**EXERCISE:** Write out the listing below again, precisely as it is given.

**DATASET RECORDS:**
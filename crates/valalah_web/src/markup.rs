//! Names and value formats shared by the DOM surface and the page wiring.

use valalah_core::EntityId;

/// Attribute tagging an interactive node with its entity.
pub const ENTITY_ATTR: &str = "data-entity";

/// Selector matching any interactive node.
pub const ENTITY_SELECTOR: &str = "[data-entity]";

/// Class added to a cracked node.
pub const CRACKED_CLASS: &str = "cracked";

/// CSS length in viewport-width units.
#[must_use]
pub fn vw(value: f32) -> String {
    format!("{value}vw")
}

/// CSS length in pixels.
#[must_use]
pub fn px(value: f32) -> String {
    format!("{value}px")
}

/// Attribute value for an entity.
#[must_use]
pub fn entity_attr(id: EntityId) -> String {
    id.to_raw().to_string()
}

/// Reads an entity back from its attribute value.
#[must_use]
pub fn parse_entity(value: &str) -> Option<EntityId> {
    value.trim().parse::<u64>().ok().map(EntityId::from_raw)
}
//! Winter snowflakes.

use valalah_core::{ControllerConfig, Variant, NARROW_BREAKPOINT_PX};

/// Snowflake glyphs.
pub const FLAKES: [&str; 3] = ["❄", "❅", "❆"];

/// The winter preset.
#[must_use]
pub fn config() -> ControllerConfig {
    ControllerConfig {
        label: "Winter Snowflakes".into(),
        class: "snowflake".into(),
        capacity: 30,
        narrow_capacity: 15,
        narrow_breakpoint_px: NARROW_BREAKPOINT_PX,
        spawn_interval_ms: 300,
        lifetime_s: [8.0, 12.0],
        sway_s: Some([3.0, 3.0]),
        burst_size: 10,
        burst_stagger_ms: 100,
        variants: FLAKES.iter().map(|flake| Variant::glyph(flake)).collect(),
        interaction: None,
    }
}
//! # Valalah Web
//!
//! The browser backend for the Valalah themes. Built for `wasm32`, it draws
//! particles as DOM nodes, drives them with browser timers and wires the
//! page lifecycle to the theme stage.
//!
//! ## Usage
//!
//! ```js
//! import init, { startTheme, cleanupWinterSnowflakes } from "./valalah_web.js";
//!
//! await init();
//! startTheme("winter");
//! // later, from the theme switcher
//! cleanupWinterSnowflakes();
//! ```
//!
//! On other targets only [`markup`] and [`console`] are compiled.

#![deny(missing_docs)]
#![deny(unsafe_code)]
#![deny(clippy::all)]
#![warn(clippy::pedantic)]
#![deny(clippy::perf)]

pub mod console;
pub mod markup;

#[cfg(target_arch = "wasm32")]
pub mod dom;
#[cfg(target_arch = "wasm32")]
pub mod page;
#[cfg(target_arch = "wasm32")]
pub mod sound;
#[cfg(target_arch = "wasm32")]
pub mod timers;

#[cfg(target_arch = "wasm32")]
pub use dom::DomSurface;
#[cfg(target_arch = "wasm32")]
pub use page::{start_theme, BrowserStage};
#[cfg(target_arch = "wasm32")]
pub use sound::{HtmlSound, HtmlSoundLoader};
#[cfg(target_arch = "wasm32")]
pub use timers::{BrowserScheduler, DispatchTarget};

/// Sends panics and `tracing` events to the browser console.
#[cfg(target_arch = "wasm32")]
#[wasm_bindgen::prelude::wasm_bindgen(start)]
pub fn init_panic_hook() {
    console_error_panic_hook::set_once();
    console::init_console_logging();
}
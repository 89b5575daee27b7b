//! Random selection helpers.
//!
//! Pure functions over an injected RNG, so a seeded generator makes every
//! theme run reproducible.

use rand::Rng;

pub use crate::config::Variant;

/// Picks one item uniformly. `None` only for an empty slice.
pub fn choose<'a, T, R: Rng + ?Sized>(rng: &mut R, items: &'a [T]) -> Option<&'a T> {
    if items.is_empty() {
        return None;
    }
    items.get(rng.gen_range(0..items.len()))
}

/// Uniform draw from the closed interval `[min, max]`. A degenerate interval
/// returns `min`.
pub fn uniform_in<R: Rng + ?Sized>(rng: &mut R, [min, max]: [f32; 2]) -> f32 {
    if max <= min {
        return min;
    }
    rng.gen_range(min..=max)
}

/// Uniform draw from the closed integer interval `[min, max]`.
pub fn uniform_count<R: Rng + ?Sized>(rng: &mut R, [min, max]: [u32; 2]) -> u32 {
    if max <= min {
        return min;
    }
    rng.gen_range(min..=max)
}

/// Uniform offset in `[-spread / 2, spread / 2]`.
pub fn jitter<R: Rng + ?Sized>(rng: &mut R, spread: f32) -> f32 {
    uniform_in(rng, [-spread / 2.0, spread / 2.0])
}

/// True with probability `p`.
pub fn roll<R: Rng + ?Sized>(rng: &mut R, p: f32) -> bool {
    rng.gen::<f32>() < p
}

#[cfg(test)]
mod tests {
    use super::*;
    use rand::SeedableRng;
    use rand_chacha::ChaCha8Rng;

    #[test]
    fn test_choose_covers_every_variant() {
        let mut rng = ChaCha8Rng::seed_from_u64(7);
        let items = ["❄", "❅", "❆"];
        let mut seen = [0u32; 3];

        for _ in 0..3000 {
            let pick = choose(&mut rng, &items).unwrap();
            let index = items.iter().position(|i| i == pick).unwrap();
            seen[index] += 1;
        }

        // Uniform within a generous tolerance
        for count in seen {
            assert!((800..1200).contains(&count), "skewed choice: {seen:?}");
        }
    }

    #[test]
    fn test_choose_empty() {
        let mut rng = ChaCha8Rng::seed_from_u64(1);
        let items: [u8; 0] = [];
        assert!(choose(&mut rng, &items).is_none());
    }

    #[test]
    fn test_uniform_in_stays_in_range() {
        let mut rng = ChaCha8Rng::seed_from_u64(3);
        for _ in 0..1000 {
            let v = uniform_in(&mut rng, [8.0, 12.0]);
            assert!((8.0..=12.0).contains(&v));
        }
        assert!((uniform_in(&mut rng, [3.0, 3.0]) - 3.0).abs() < f32::EPSILON);
    }

    #[test]
    fn test_roll_extremes() {
        let mut rng = ChaCha8Rng::seed_from_u64(9);
        assert!((0..100).all(|_| !roll(&mut rng, 0.0)));
        assert!((0..100).all(|_| roll(&mut rng, 1.0)));
    }
}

**SOLUTION TO THIS PROBLEM:**
filename crates/valalah_web/src/markup.rs
//! Names and value formats shared by the DOM surface and the page wiring.

use valalah_core::EntityId;

/// Attribute tagging an interactive node with its entity.
pub const ENTITY_ATTR: &str = "data-entity";

/// Selector matching any interactive node.
pub const ENTITY_SELECTOR: &str = "[data-entity]";

/// Class added to a cracked node.
pub const CRACKED_CLASS: &str = "cracked";

/// CSS length in viewport-width units.
#[must_use]
pub fn vw(value: f32) -> String {
    format!("{value}vw")
}

/// CSS length in pixels.
#[must_use]
pub fn px(value: f32) -> String {
    format!("{value}px")
}

/// Attribute value for an entity.
#[must_use]
pub fn entity_attr(id: EntityId) -> String {
    id.to_raw().to_string()
}

/// Reads an entity back from its attribute value.
#[must_use]
pub fn parse_entity(value: &str) -> Option<EntityId> {
    value.trim().parse::<u64>().ok().map(EntityId::from_raw)
}
//! Winter snowflakes.

use valalah_core::{ControllerConfig, Variant, NARROW_BREAKPOINT_PX};

/// Snowflake glyphs.
pub const FLAKES: [&str; 3] = ["❄", "❅", "❆"];

/// The winter preset.
#[must_use]
pub fn config() -> ControllerConfig {
    ControllerConfig {
        label: "Winter Snowflakes".into(),
        class: "snowflake".into(),
        capacity: 30,
        narrow_capacity: 15,
        narrow_breakpoint_px: NARROW_BREAKPOINT_PX,
        spawn_interval_ms: 300,
        lifetime_s: [8.0, 12.0],
        sway_s: Some([3.0, 3.0]),
        burst_size: 10,
        burst_stagger_ms: 100,
        variants: FLAKES.iter().map(|flake| Variant::glyph(flake)).collect(),
        interaction: None,
    }
}
//! # Valalah Web
//!
//! The browser backend for the Valalah themes. Built for `wasm32`, it draws
//! particles as DOM nodes, drives them with browser timers and wires the
//! page lifecycle to the theme stage.
//!
//! ## Usage
//!
//! ```js
//! import init, { startTheme, cleanupWinterSnowflakes } from "./valalah_web.js";
//!
//! await init();
//! startTheme("winter");
//! // later, from the theme switcher
//! cleanupWinterSnowflakes();
//! ```
//!
//! On other targets only [`markup`] and [`console`] are compiled.

#![deny(missing_docs)]
#![deny(unsafe_code)]
#![deny(clippy::all)]
#![warn(clippy::pedantic)]
#![deny(clippy::perf)]

pub mod console;
pub mod markup;

#[cfg(target_arch = "wasm32")]
pub mod dom;
#[cfg(target_arch = "wasm32")]
pub mod page;
#[cfg(target_arch = "wasm32")]
pub mod sound;
#[cfg(target_arch = "wasm32")]
pub mod timers;

#[cfg(target_arch = "wasm32")]
pub use dom::DomSurface;
#[cfg(target_arch = "wasm32")]
pub use page::{start_theme, BrowserStage};
#[cfg(target_arch = "wasm32")]
pub use sound::{HtmlSound, HtmlSoundLoader};
#[cfg(target_arch = "wasm32")]
pub use timers::{BrowserScheduler, DispatchTarget};

/// Sends panics and `tracing` events to the browser console.
#[cfg(target_arch = "wasm32")]
#[wasm_bindgen::prelude::wasm_bindgen(start)]
pub fn init_panic_hook() {
    console_error_panic_hook::set_once();
    console::init_console_logging();
}
repository 89b5575daee27b7b
//! Random selection helpers.
//!
//! Pure functions over an injected RNG, so a seeded generator makes every
//! theme run reproducible.

use rand::Rng;

pub use crate::config::Variant;

/// Picks one item uniformly. `None` only for an empty slice.
pub fn choose<'a, T, R: Rng + ?Sized>(rng: &mut R, items: &'a [T]) -> Option<&'a T> {
    if items.is_empty() {
        return None;
    }
    items.get(rng.gen_range(0..items.len()))
}

/// Uniform draw from the closed interval `[min, max]`. A degenerate interval
/// returns `min`.
pub fn uniform_in<R: Rng + ?Sized>(rng: &mut R, [min, max]: [f32; 2]) -> f32 {
    if max <= min {
        return min;
    }
    rng.gen_range(min..=max)
}

/// Uniform draw from the closed integer interval `[min, max]`.
pub fn uniform_count<R: Rng + ?Sized>(rng: &mut R, [min, max]: [u32; 2]) -> u32 {
    if max <= min {
        return min;
    }
    rng.gen_range(min..=max)
}

/// Uniform offset in `[-spread / 2, spread / 2]`.
pub fn jitter<R: Rng + ?Sized>(rng: &mut R, spread: f32) -> f32 {
    uniform_in(rng, [-spread / 2.0, spread / 2.0])
}

/// True with probability `p`.
pub fn roll<R: Rng + ?Sized>(rng: &mut R, p: f32) -> bool {
    rng.gen::<f32>() < p
}

#[cfg(test)]
mod tests {
    use super::*;
    use rand::SeedableRng;
    use rand_chacha::ChaCha8Rng;

    #[test]
    fn test_choose_covers_every_variant() {
        let mut rng = ChaCha8Rng::seed_from_u64(7);
        let items = ["❄", "❅", "❆"];
        let mut seen = [0u32; 3];

        for _ in 0..3000 {
            let pick = choose(&mut rng, &items).unwrap();
            let index = items.iter().position(|i| i == pick).unwrap();
            seen[index] += 1;
        }

        // Uniform within a generous tolerance
        for count in seen {
            assert!((800..1200).contains(&count), "skewed choice: {seen:?}");
        }
    }

    #[test]
    fn test_choose_empty() {
        let mut rng = ChaCha8Rng::seed_from_u64(1);
        let items: [u8; 0] = [];
        assert!(choose(&mut rng, &items).is_none());
    }

    #[test]
    fn test_uniform_in_stays_in_range() {
        let mut rng = ChaCha8Rng::seed_from_u64(3);
        for _ in 0..1000 {
            let v = uniform_in(&mut rng, [8.0, 12.0]);
            assert!((8.0..=12.0).contains(&v));
        }
        assert!((uniform_in(&mut rng, [3.0, 3.0]) - 3.0).abs() < f32::EPSILON);
    }

    #[test]
    fn test_roll_extremes() {
        let mut rng = ChaCha8Rng::seed_from_u64(9);
        assert!((0..100).all(|_| !roll(&mut rng, 0.0)));
        assert!((0..100).all(|_| roll(&mut rng, 1.0)));
    }
}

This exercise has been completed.